» **EXERCISE BRIEF**
How do the records below read from their first line through the line containing "pub fn new<I, S>(user_id: UserId, roles: I)"? Write those lines out exactly.

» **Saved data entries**
#####

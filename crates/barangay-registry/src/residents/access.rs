use std::collections::BTreeSet;

use serde::Serialize;

use super::domain::{Resident, UserId};
use super::query::Visibility;

/// Authenticated identity and role names, supplied by the auth gateway for each request.
#[derive(Debug, Clone, PartialEq, Eq)]
pub struct Caller {
    pub user_id: UserId,
    pub roles: BTreeSet<String>,
}

impl Caller {
    pub fn new<I, S>(user_id: UserId, roles: I) -> Self
    where
        I: IntoIterator<Item = S>,
        S: Into<String>,
    {
        Self {
            user_id,
            roles: roles.into_iter().map(Into::into).collect(),
        }
    }

    pub fn has_role(&self, name: &str) -> bool {
        self.roles.contains(name)
    }
}

/// Decides row visibility and which row actions a caller is offered.
#[derive(Debug, Clone, PartialEq, Eq)]
pub struct AccessPolicy {
    elevated_roles: BTreeSet<String>,
}

impl AccessPolicy {
    pub const DEFAULT_ELEVATED_ROLES: [&'static str; 2] = ["super_admin", "brgySecretary"];

    pub fn new<I, S>(elevated_roles: I) -> Self
    where
        I: IntoIterator<Item = S>,
        S: Into<String>,
    {
        Self {
            elevated_roles: elevated_roles.into_iter().map(Into::into).collect(),
        }
    }

    pub fn is_elevated(&self, caller: &Caller) -> bool {
        self.elevated_roles.iter().any(|role| caller.has_role(role))
    }

    pub fn visibility_for(&self, caller: &Caller) -> Visibility {
        if self.is_elevated(caller) {
            Visibility::Everything
        } else {
            Visibility::OwnedBy(caller.user_id)
        }
    }

    pub fn can_approve(&self, caller: &Caller, resident: &Resident) -> bool {
        self.is_elevated(caller) && !resident.is_approved
    }

    pub fn row_actions(&self, caller: &Caller, resident: &Resident) -> RowActions {
        RowActions {
            edit: self.visibility_for(caller).permits(resident),
            approve: self.can_approve(caller, resident),
        }
    }
}

impl Default for AccessPolicy {
    fn default() -> Self {
        Self::new(Self::DEFAULT_ELEVATED_ROLES)
    }
}

/// Actions offered next to a listed row.
#[derive(Debug, Clone, Copy, PartialEq, Eq, Serialize)]
pub struct RowActions {
    pub edit: bool,
    pub approve: bool,
}
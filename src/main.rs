use anyhow::{Context, Result};
use clap::Parser;
use colored::Colorize;
use std::path::PathBuf;
use std::sync::Arc;
use std::time::Duration;

use mdl::cli::ExistingFilePolicy;
use mdl::downloader::{DownloadConfig, Downloader};
use mdl::pool::{self, DownloadRequest};
use mdl::prompt;

#[derive(Parser, Debug)]
#[command(author, version, about, long_about = None)]
struct Args {
    /// Directory to save downloaded files
    #[arg(short = 'd', long = "download-dir", default_value = "download")]
    download_dir: PathBuf,

    /// What to do when a final file already exists
    #[arg(long = "existing", value_enum, default_value = "overwrite")]
    existing: ExistingFilePolicy,

    /// Connect timeout per request, in seconds
    #[arg(long = "connect-timeout", default_value_t = 10)]
    connect_timeout: u64,

    /// Global rate limit in bytes per second (e.g., 1048576 for 1MB/s)
    #[arg(short = 'r', long)]
    rate_limit: Option<u32>,
}

fn main() -> Result<()> {
    let args = Args::parse();
    let rt = tokio::runtime::Runtime::new()?;
    rt.block_on(run(args))
}

async fn run(args: Args) -> Result<()> {
    let Some(mode) = prompt::select_mode()? else {
        return Ok(());
    };

    let requests = prompt::collect_urls()?;
    if requests.is_empty() {
        println!("{}", "[!] No URLs provided. Exiting...".red());
        return Ok(());
    }

    tokio::fs::create_dir_all(&args.download_dir)
        .await
        .context("Failed to create download directory")?;

    let config = DownloadConfig {
        download_dir: args.download_dir,
        existing: args.existing,
        connect_timeout: Duration::from_secs(args.connect_timeout),
        rate_limit: args.rate_limit,
    };
    let downloader = Arc::new(Downloader::new(config));

    println!("{}", "\nStarting downloads...\n".cyan());

    let task = {
        let downloader = downloader.clone();
        move |request: DownloadRequest| {
            let downloader = downloader.clone();
            async move { downloader.download_file(&request).await }
        }
    };
    let outcomes = pool::run(requests, mode.concurrency(), task).await;

    let mut failed = 0;
    for outcome in &outcomes {
        if let Err(error) = &outcome.result {
            failed += 1;
            eprintln!(
                "{}",
                format!("[ERROR] Failed to download {}: {}", outcome.url, error).red()
            );
        }
    }
    println!(
        "{}",
        format!(
            "\nFinished: {}/{} succeeded",
            outcomes.len() - failed,
            outcomes.len()
        )
        .cyan()
    );

    Ok(())
}
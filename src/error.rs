use thiserror::Error;

/// Terminal failure modes for a single download task.
///
/// Every variant ends its own task only; the pool records it and keeps
/// running siblings. `Http`, `Incomplete` and `Io` leave the `.part` file
/// behind as the resume checkpoint for the next run.
#[derive(Debug, Error)]
pub enum DownloadError {
    #[error("remote did not report a content length")]
    SizeUnavailable,

    #[error("http transfer failed: {0}")]
    Http(#[from] reqwest::Error),

    #[error("byte count mismatch: expected {expected} bytes, received {received}")]
    Incomplete { expected: u64, received: u64 },

    #[error("failed to finalize download: {0}")]
    Finalize(#[source] std::io::Error),

    #[error("file i/o failed: {0}")]
    Io(#[from] std::io::Error),

    #[error("worker task failed: {0}")]
    Join(#[from] tokio::task::JoinError),
}
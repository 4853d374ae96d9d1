use clap::ValueEnum;

/// What to do when the final file already exists and no `.part`
/// checkpoint is present.
#[derive(ValueEnum, Clone, Copy, Debug, Default, PartialEq, Eq)]
pub enum ExistingFilePolicy {
    /// Re-download from scratch, replacing the file on completion.
    #[default]
    Overwrite,
    /// Leave the file untouched and count the task as done.
    Skip,
}
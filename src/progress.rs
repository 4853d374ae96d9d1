use std::time::{Duration, Instant};

const MIB: f64 = 1024.0 * 1024.0;

/// Per-task throughput tracker.
///
/// Speed is a running average over the current session: bytes written
/// since the resume offset divided by time since the session started.
/// `sample` reports at most once per elapsed wall-clock second.
pub struct TransferProgress {
    resume_offset: u64,
    session_start: Instant,
    last_sample: Instant,
}

impl TransferProgress {
    pub fn new(resume_offset: u64) -> Self {
        let now = Instant::now();
        Self {
            resume_offset,
            session_start: now,
            last_sample: now,
        }
    }

    /// Returns a formatted speed when at least a second has passed since
    /// the previous sample, `None` otherwise.
    pub fn sample(&mut self, downloaded: u64, now: Instant) -> Option<String> {
        if now.duration_since(self.last_sample) < Duration::from_secs(1) {
            return None;
        }
        self.last_sample = now;
        let elapsed = now.duration_since(self.session_start).as_secs_f64();
        if elapsed <= 0.0 {
            return None;
        }
        let session_bytes = downloaded.saturating_sub(self.resume_offset);
        Some(format_speed(session_bytes as f64 / elapsed))
    }
}

/// Renders a byte rate, switching from KB/s to MB/s above 1 MiB/s.
pub fn format_speed(bytes_per_sec: f64) -> String {
    if bytes_per_sec > MIB {
        format!("{:.2} MB/s", bytes_per_sec / MIB)
    } else {
        format!("{:.2} KB/s", bytes_per_sec / 1024.0)
    }
}

/// Renders a completed size in MB with two decimals.
pub fn format_size_mb(bytes: u64) -> String {
    format!("{:.2} MB", bytes as f64 / MIB)
}
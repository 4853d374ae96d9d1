use bytes::Bytes;
use chrono::{DateTime, Local};
use futures::stream::{self, BoxStream, StreamExt};
use governor::clock::DefaultClock;
use governor::state::{InMemoryState, NotKeyed};
use governor::{Quota, RateLimiter};
use indicatif::{MultiProgress, ProgressBar, ProgressDrawTarget, ProgressStyle};
use reqwest::header::{CONTENT_LENGTH, RANGE};
use reqwest::Client;
use std::io::ErrorKind;
use std::num::NonZeroU32;
use std::path::{Path, PathBuf};
use std::sync::Arc;
use std::time::{Duration, Instant};
use tokio::fs::{self, File, OpenOptions};
use tokio::io::AsyncWriteExt;

use crate::cli::ExistingFilePolicy;
use crate::error::DownloadError;
use crate::pool::DownloadRequest;
use crate::progress::{format_size_mb, TransferProgress};

/// Upper bound on a single chunk handed to the write loop.
pub const CHUNK_SIZE: usize = 8 * 1024;

const BAR_TEMPLATE: &str =
    "{spinner:.green} [{elapsed_precise}] [{bar:40.cyan/blue}] {bytes:>12}/{total_bytes:<12} {msg}";

/// Read-only settings shared by every task in a run.
#[derive(Clone, Debug)]
pub struct DownloadConfig {
    pub download_dir: PathBuf,
    pub existing: ExistingFilePolicy,
    pub connect_timeout: Duration,
    pub rate_limit: Option<u32>,
}

impl Default for DownloadConfig {
    fn default() -> Self {
        Self {
            download_dir: PathBuf::from("download"),
            existing: ExistingFilePolicy::Overwrite,
            connect_timeout: Duration::from_secs(10),
            rate_limit: None,
        }
    }
}

/// Completion record for a finished task.
#[derive(Debug, Clone)]
pub struct TaskSummary {
    pub file_name: String,
    pub total_bytes: u64,
}

pub struct Downloader {
    client: Client,
    config: DownloadConfig,
    multi_progress: MultiProgress,
    rate_limiter: Option<Arc<RateLimiter<NotKeyed, InMemoryState, DefaultClock>>>,
}

impl Downloader {
    pub fn new(config: DownloadConfig) -> Self {
        let client = Client::builder()
            .user_agent(concat!("mdl/", env!("CARGO_PKG_VERSION")))
            .connect_timeout(config.connect_timeout)
            .build()
            .unwrap_or_else(|_| Client::new());

        let multi_progress = MultiProgress::new();
        multi_progress.set_draw_target(ProgressDrawTarget::stderr_with_hz(5));

        let rate_limiter = config
            .rate_limit
            .and_then(NonZeroU32::new)
            .map(|limit| Arc::new(RateLimiter::direct(Quota::per_second(limit))));

        Self {
            client,
            config,
            multi_progress,
            rate_limiter,
        }
    }

    /// HEAD request for `Content-Length`. The task ends here when the
    /// remote does not declare a size.
    pub async fn probe_size(&self, url: &str) -> Result<u64, DownloadError> {
        let response = self.client.head(url).send().await?.error_for_status()?;
        response
            .headers()
            .get(CONTENT_LENGTH)
            .and_then(|value| value.to_str().ok())
            .and_then(|value| value.parse::<u64>().ok())
            .ok_or(DownloadError::SizeUnavailable)
    }

    /// Size of an existing `.part` file, 0 when absent. Read-only probe.
    pub async fn resume_offset(&self, part_path: &Path) -> Result<u64, DownloadError> {
        match fs::metadata(part_path).await {
            Ok(metadata) => Ok(metadata.len()),
            Err(error) if error.kind() == ErrorKind::NotFound => Ok(0),
            Err(error) => Err(error.into()),
        }
    }

    /// Opens the content stream, range-resumed when `resume_offset > 0`.
    /// Yielded chunks never exceed [`CHUNK_SIZE`].
    pub async fn fetch(
        &self,
        url: &str,
        resume_offset: u64,
    ) -> Result<BoxStream<'static, Result<Bytes, DownloadError>>, DownloadError> {
        let mut request = self.client.get(url);
        if resume_offset > 0 {
            request = request.header(RANGE, format!("bytes={}-", resume_offset));
        }
        let response = request.send().await?.error_for_status()?;
        let stream = response
            .bytes_stream()
            .flat_map(|item| {
                let chunks: Vec<Result<Bytes, DownloadError>> = match item {
                    Ok(chunk) => split_chunk(chunk).into_iter().map(Ok).collect(),
                    Err(error) => vec![Err(DownloadError::from(error))],
                };
                stream::iter(chunks)
            })
            .boxed();
        Ok(stream)
    }

    /// Runs one download to a terminal state: probe, resume, fetch, write,
    /// atomic rename. Any failure after the first write leaves the `.part`
    /// file behind as the checkpoint for the next run.
    pub async fn download_file(
        &self,
        request: &DownloadRequest,
    ) -> Result<TaskSummary, DownloadError> {
        let file_name = request.file_name();
        let final_path = self.config.download_dir.join(&file_name);
        let part_path = self.config.download_dir.join(format!("{}.part", file_name));

        // A checkpoint always wins over an existing final file.
        if final_path.exists()
            && !part_path.exists()
            && self.config.existing == ExistingFilePolicy::Skip
        {
            return self.report_skipped(&file_name, &final_path).await;
        }

        let total_bytes = self.probe_size(&request.url).await?;

        let mut pos = self.resume_offset(&part_path).await?;
        if pos > total_bytes {
            // Leftover from a different resource; the checkpoint is useless.
            pos = 0;
        }

        let mut file = if pos > 0 {
            OpenOptions::new().append(true).open(&part_path).await?
        } else {
            File::create(&part_path).await?
        };

        let pb = self.multi_progress.add(ProgressBar::new(total_bytes));
        pb.set_style(
            ProgressStyle::default_bar()
                .template(BAR_TEMPLATE)
                .unwrap()
                .progress_chars("=>-"),
        );
        pb.set_position(pos);
        pb.set_message(format!("Downloading {}", file_name));

        let mut downloaded = pos;
        if downloaded < total_bytes {
            let mut stream = self.fetch(&request.url, pos).await?;
            let mut progress = TransferProgress::new(pos);

            while let Some(item) = stream.next().await {
                let chunk = item?;
                if chunk.is_empty() {
                    continue;
                }

                if let Some(limiter) = &self.rate_limiter {
                    if let Some(n) = NonZeroU32::new(chunk.len() as u32) {
                        let _ = limiter.until_n_ready(n).await;
                    }
                }

                file.write_all(&chunk).await?;
                downloaded += chunk.len() as u64;
                pb.inc(chunk.len() as u64);

                if let Some(speed) = progress.sample(downloaded, Instant::now()) {
                    pb.set_message(format!("Downloading {} ({})", file_name, speed));
                }
            }
        }

        file.flush().await?;
        drop(file);

        if downloaded != total_bytes {
            pb.abandon_with_message(format!("Incomplete  {}", file_name));
            return Err(DownloadError::Incomplete {
                expected: total_bytes,
                received: downloaded,
            });
        }

        fs::rename(&part_path, &final_path)
            .await
            .map_err(DownloadError::Finalize)?;
        pb.finish_with_message(format!(
            "Completed   {} ({})",
            file_name,
            format_size_mb(total_bytes)
        ));

        Ok(TaskSummary {
            file_name,
            total_bytes,
        })
    }

    async fn report_skipped(
        &self,
        file_name: &str,
        final_path: &Path,
    ) -> Result<TaskSummary, DownloadError> {
        let metadata = fs::metadata(final_path).await?;
        let modified: DateTime<Local> = metadata.modified()?.into();

        let pb = self.multi_progress.add(ProgressBar::new(0));
        pb.set_style(ProgressStyle::default_bar().template("{msg}").unwrap());
        pb.finish_with_message(format!(
            "Skipped     {} ({}, {})",
            file_name,
            format_size_mb(metadata.len()),
            modified.format("%Y-%m-%d %H:%M"),
        ));

        Ok(TaskSummary {
            file_name: file_name.to_string(),
            total_bytes: metadata.len(),
        })
    }
}

/// Transport reads larger than [`CHUNK_SIZE`] are split before the write
/// loop sees them, keeping per-chunk memory bounded.
fn split_chunk(mut chunk: Bytes) -> Vec<Bytes> {
    let mut pieces = Vec::with_capacity(chunk.len() / CHUNK_SIZE + 1);
    while chunk.len() > CHUNK_SIZE {
        pieces.push(chunk.split_to(CHUNK_SIZE));
    }
    pieces.push(chunk);
    pieces
}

#####

» **SOLUTION TO THE PROBLEM**
filename crates/barangay-registry/src/residents/access.rs
use std::collections::BTreeSet;

use serde::Serialize;

use super::domain::{Resident, UserId};
use super::query::Visibility;

/// Authenticated identity and role names, supplied by the auth gateway for each request.
#[derive(Debug, Clone, PartialEq, Eq)]
pub struct Caller {
    pub user_id: UserId,
    pub roles: BTreeSet<String>,
}

impl Caller {
    pub fn new<I, S>(user_id: UserId, roles: I) -> Self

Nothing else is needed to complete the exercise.